Avant la réforme de 2022, le droit français distinguait deux régimes de responsabilité des gestionnaires publics. Les comptables étaient soumis à une responsabilité personnelle et pécuniaire rigoureuse mais tempérée par la remise gracieuse. Les ordonnateurs relevaient de la CDBF, juridiction à la compétence lacunaire et à l'activité marginale.

Le droit de la responsabilité des gestionnaires publics a connu une transformation historique avec l'ordonnance du 23 mars 2022. Pour en saisir la portée, il convient de comprendre le système antérieur, fondé sur une stricte dualité entre comptables et ordonnateurs, avant d'analyser le nouveau régime unifié.

L'ancien régime dual de responsabilité

Le système antérieur à la réforme de 2022 reposait sur le principe de séparation des ordonnateurs et des comptables, hérité du décret impérial du 31 mai 1862 et consacré par le règlement général sur la comptabilité publique de 1962, puis par le décret GBCP du 7 novembre 2012. Ce principe cardinal des finances publiques impliquait une division fonctionnelle stricte : l'ordonnateur décide de la dépense ou de la recette, le comptable l'exécute après avoir effectué ses contrôles.

La responsabilité personnelle et pécuniaire (RPP) des comptables publics constituait la clef de voûte de ce système. Consacrée dès la loi du 23 février 1963 (article 60), elle signifiait que le comptable était tenu, sur ses propres deniers, de tout manquant constaté dans sa caisse. Cette responsabilité se déclenchait principalement dans deux hypothèses : le défaut de contrôle de la régularité de la dépense (validité de la créance, exactitude des calculs de liquidation, production des pièces justificatives) et l'insuffisance des diligences en matière de recouvrement des recettes publiques.

La mise en jeu de cette responsabilité empruntait deux voies. La voie administrative passait par un arrêté de débet pris par le ministre chargé des finances, qui constituait un titre exécutoire contre le comptable. La voie juridictionnelle relevait de la Cour des comptes pour les comptables de l'État et des chambres régionales et territoriales des comptes (CRTC) pour les comptables locaux. La Cour rendait des arrêts et les CRTC des jugements, soit de débet (engagement de la responsabilité), soit de décharge (libération du comptable).
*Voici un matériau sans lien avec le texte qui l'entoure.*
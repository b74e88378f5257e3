//! # Logging
//!
//! Logger initialization and the diagnostic sink that packet conversion
//! reports to. The core never logs rejections on its own; it hands them to
//! a [`DiagnosticSink`], and [`LogSink`] is the one that writes to the `log`
//! facade.

use log::{debug, error, info, log_enabled, warn, Level, LevelFilter, SetLoggerError};

use crate::constants::{LOG_THROTTLE_CAP, LOG_THROTTLE_WINDOW_MS};
use crate::error::DropReason;
use crate::util::logging::LogThrottle;
use crate::wmbus::frame::Frame;

/// Initializes the logger with the `env_logger` crate (honors `RUST_LOG`).
pub fn init_logger() {
    env_logger::init();
}

/// Initializes `env_logger` with a default level, still overridable by `RUST_LOG`.
///
/// Fails if a logger is already installed.
pub fn init_logger_with_level(level: LevelFilter) -> Result<(), SetLoggerError> {
    env_logger::Builder::new()
        .filter_level(level)
        .parse_default_env()
        .try_init()
}

/// Logs an error message.
pub fn log_error(message: &str) {
    if log_enabled!(Level::Error) {
        error!("{message}");
    }
}

/// Logs an informational message.
pub fn log_info(message: &str) {
    if log_enabled!(Level::Info) {
        info!("{message}");
    }
}

/// Receives the outcome of every packet conversion.
pub trait DiagnosticSink {
    /// A packet was discarded.
    fn packet_dropped(&mut self, reason: &DropReason);

    /// A packet was converted into a frame.
    fn frame_decoded(&mut self, _frame: &Frame) {}
}

/// Sink that forwards to the `log` facade, throttling drop warnings.
#[derive(Debug)]
pub struct LogSink {
    throttle: LogThrottle,
}

impl LogSink {
    pub fn new(window_ms: u64, cap: u32) -> Self {
        Self {
            throttle: LogThrottle::new(window_ms, cap),
        }
    }

    /// Drop warnings swallowed by the throttle
    pub fn suppressed(&self) -> u64 {
        self.throttle.suppressed()
    }
}

impl Default for LogSink {
    fn default() -> Self {
        Self::new(LOG_THROTTLE_WINDOW_MS, LOG_THROTTLE_CAP)
    }
}

impl DiagnosticSink for LogSink {
    fn packet_dropped(&mut self, reason: &DropReason) {
        if self.throttle.allow() {
            warn!("Drop packet: {reason}");
        } else {
            debug!("Drop packet: {reason}");
        }
    }

    fn frame_decoded(&mut self, frame: &Frame) {
        debug!(
            "Frame {} format {} ({} bytes, RSSI {} dBm)",
            frame.link_mode(),
            frame.format(),
            frame.size(),
            frame.rssi()
        );
    }
}

/// Sink that discards everything.
#[derive(Debug, Default, Clone, Copy)]
pub struct NullSink;

impl DiagnosticSink for NullSink {
    fn packet_dropped(&mut self, _reason: &DropReason) {}
}

/// Sink that keeps every drop reason, for inspection after a run.
#[derive(Debug, Default, Clone)]
pub struct RecordingSink {
    pub dropped: Vec<DropReason>,
    pub decoded: usize,
}

impl DiagnosticSink for RecordingSink {
    fn packet_dropped(&mut self, reason: &DropReason) {
        self.dropped.push(reason.clone());
    }

    fn frame_decoded(&mut self, _frame: &Frame) {
        self.decoded += 1;
    }
}

impl<S: DiagnosticSink + ?Sized> DiagnosticSink for &mut S {
    fn packet_dropped(&mut self, reason: &DropReason) {
        (**self).packet_dropped(reason);
    }

    fn frame_decoded(&mut self, frame: &Frame) {
        (**self).frame_decoded(frame);
    }
}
Le Conseil d'État, dans sa décision Ministre de l'économie et des finances c/ Commune de Chatou (CE, 27 octobre 2006), a précisé que la RPP s'appliquait également aux comptables de fait, c'est-à-dire à toute personne qui, sans avoir la qualité de comptable public, s'immisce dans le maniement de deniers publics (CE Ass., 6 décembre 1907, Commune de Gommecourt).
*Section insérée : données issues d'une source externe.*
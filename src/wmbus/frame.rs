//! # Decoded wM-Bus Frame
//!
//! A [`Frame`] is the validated result of a packet conversion: CRC-free,
//! line-decoded bytes trimmed to the L-field, plus the on-air capture they
//! came from. Frames are read-only apart from a handled counter, so they can
//! be shared behind an `Arc` between frame handlers.

use std::sync::atomic::{AtomicU8, Ordering};

use chrono::{DateTime, Utc};
use serde::Serialize;

use crate::util::hex::encode_hex;
use crate::wmbus::link_mode::{FrameFormat, LinkMode};

/// Represents a validated Wireless M-Bus (wM-Bus) frame.
#[derive(Debug)]
pub struct Frame {
    data: Vec<u8>,
    raw_data: Vec<u8>,
    link_mode: LinkMode,
    rssi: i8,
    format: FrameFormat,
    handlers_count: AtomicU8,
}

/// Serializable snapshot of a frame, used for JSON output.
#[derive(Debug, Clone, PartialEq, Serialize)]
pub struct FrameRecord {
    pub link_mode: LinkMode,
    pub format: FrameFormat,
    pub rssi: i8,
    pub timestamp: DateTime<Utc>,
    pub data: String,
    pub raw: String,
}

impl Frame {
    pub(crate) fn new(
        data: Vec<u8>,
        raw_data: Vec<u8>,
        link_mode: LinkMode,
        rssi: i8,
        format: FrameFormat,
    ) -> Self {
        Self {
            data,
            raw_data,
            link_mode,
            rssi,
            format,
            handlers_count: AtomicU8::new(0),
        }
    }

    /// Normalized frame bytes, starting with the L-field
    pub fn data(&self) -> &[u8] {
        &self.data
    }

    /// On-air bytes as received, before line decoding and CRC removal
    pub fn raw_data(&self) -> &[u8] {
        &self.raw_data
    }

    pub fn link_mode(&self) -> LinkMode {
        self.link_mode
    }

    pub fn rssi(&self) -> i8 {
        self.rssi
    }

    pub fn format(&self) -> FrameFormat {
        self.format
    }

    pub fn size(&self) -> usize {
        self.data.len()
    }

    pub fn raw_size(&self) -> usize {
        self.raw_data.len()
    }

    /// Copy of the normalized bytes
    pub fn as_raw(&self) -> Vec<u8> {
        self.data.clone()
    }

    /// Lowercase hex of the normalized bytes
    pub fn as_hex(&self) -> String {
        encode_hex(&self.data)
    }

    /// Lowercase hex of the on-air bytes
    pub fn as_hex_raw(&self) -> String {
        encode_hex(&self.raw_data)
    }

    /// rtl-wmbus compatible line stamped with the current time.
    pub fn as_rtlwmbus(&self) -> String {
        self.as_rtlwmbus_at(Utc::now())
    }

    /// rtl-wmbus compatible line:
    /// `<mode>;1;1;<YYYY-MM-DD HH:MM:SS.00Z>;<rssi>;;;0x<hex>\n`
    pub fn as_rtlwmbus_at(&self, timestamp: DateTime<Utc>) -> String {
        let mut output = String::with_capacity(2 + 5 + 24 + 1 + 4 + 5 + 2 * self.data.len() + 1);
        output.push_str(self.link_mode.name());
        output.push_str(";1;1;");
        output.push_str(&timestamp.format("%F %T.00Z").to_string());
        output.push(';');
        output.push_str(&self.rssi.to_string());
        output.push_str(";;;0x");
        output.push_str(&self.as_hex());
        output.push('\n');
        output
    }

    /// Serializable record of this frame
    pub fn to_record(&self, timestamp: DateTime<Utc>) -> FrameRecord {
        FrameRecord {
            link_mode: self.link_mode,
            format: self.format,
            rssi: self.rssi,
            timestamp,
            data: self.as_hex(),
            raw: self.as_hex_raw(),
        }
    }

    /// Record that one more consumer processed this frame (saturating).
    pub fn mark_as_handled(&self) {
        let _ = self
            .handlers_count
            .fetch_update(Ordering::Relaxed, Ordering::Relaxed, |n| n.checked_add(1));
    }

    pub fn handlers_count(&self) -> u8 {
        self.handlers_count.load(Ordering::Relaxed)
    }
}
En pratique, la rigueur de ce système était tempérée par le mécanisme de la remise gracieuse, accordée par le ministre des finances, qui permettait au comptable de ne pas supporter personnellement le débet. La Cour des comptes relevait régulièrement que le taux de remise gracieuse avoisinait les 90 %, ce qui fragilisait considérablement la portée dissuasive du dispositif.

La responsabilité lacunaire des ordonnateurs

Du côté des ordonnateurs, la situation était radicalement différente. La Cour de discipline budgétaire et financière (CDBF), créée par la loi du 25 septembre 1948, avait compétence pour sanctionner les infractions commises par les gestionnaires dans l'exercice de leurs fonctions. Toutefois, son champ de compétence ratione personae comportait des exclusions majeures.

Les ministres échappaient à sa juridiction en vertu de l'article L. 312-1 du code des juridictions financières (CJF), ce qui constituait un paradoxe considérable puisqu'ils sont les principaux ordonnateurs de l'État. De même, la plupart des élus locaux ordonnateurs (maires, présidents de conseils départementaux et régionaux) bénéficiaient d'une immunité de fait, la CDBF ne pouvant les poursuivre que dans des hypothèses très limitées, essentiellement en cas d'inexécution de décisions de justice (CE, 18 octobre 2000, avis Marland).

Les amendes prononcées par la CDBF étaient comprises entre un plancher de 300 euros et un plafond correspondant au double du traitement brut annuel de l'agent condamné. En pratique, la CDBF rendait très peu de décisions : entre 2000 et 2020, elle n'a prononcé qu'une dizaine de condamnations par an en moyenne, ce qui en faisait une juridiction à l'activité marginale. Les arrêts de relaxe n'étaient pas publiés, et la publication des arrêts de condamnation était laissée à la discrétion de la juridiction, ce qui limitait encore davantage son effet préventif.

Cette asymétrie entre la responsabilité lourde des comptables et la responsabilité quasi inexistante des ordonnateurs a été dénoncée par la doctrine (notamment par M. Bouvier, M.-C. Esclassan et J.-P. Lassale dans leur Finances publiques) et par la Cour des comptes elle-même dans ses rapports publics annuels.

À retenir

  • La responsabilité personnelle et pécuniaire des comptables publics, issue de la loi du 23 février 1963, les rendait garants sur leurs deniers propres de tout manquant en caisse.
  • La mise en débet pouvait intervenir par voie administrative (arrêté ministériel) ou juridictionnelle (arrêts de la Cour des comptes, jugements des CRTC).
  • La CDBF, compétente pour les ordonnateurs, excluait de son champ les ministres et la plupart des élus locaux, ce qui en faisait une juridiction à l'activité très réduite.
  • La remise gracieuse, accordée dans environ 90 % des cas, vidait la RPP de sa substance dissuasive.
  • Cette dualité de régimes, critiquée par la doctrine, a justifié la réforme de 2022.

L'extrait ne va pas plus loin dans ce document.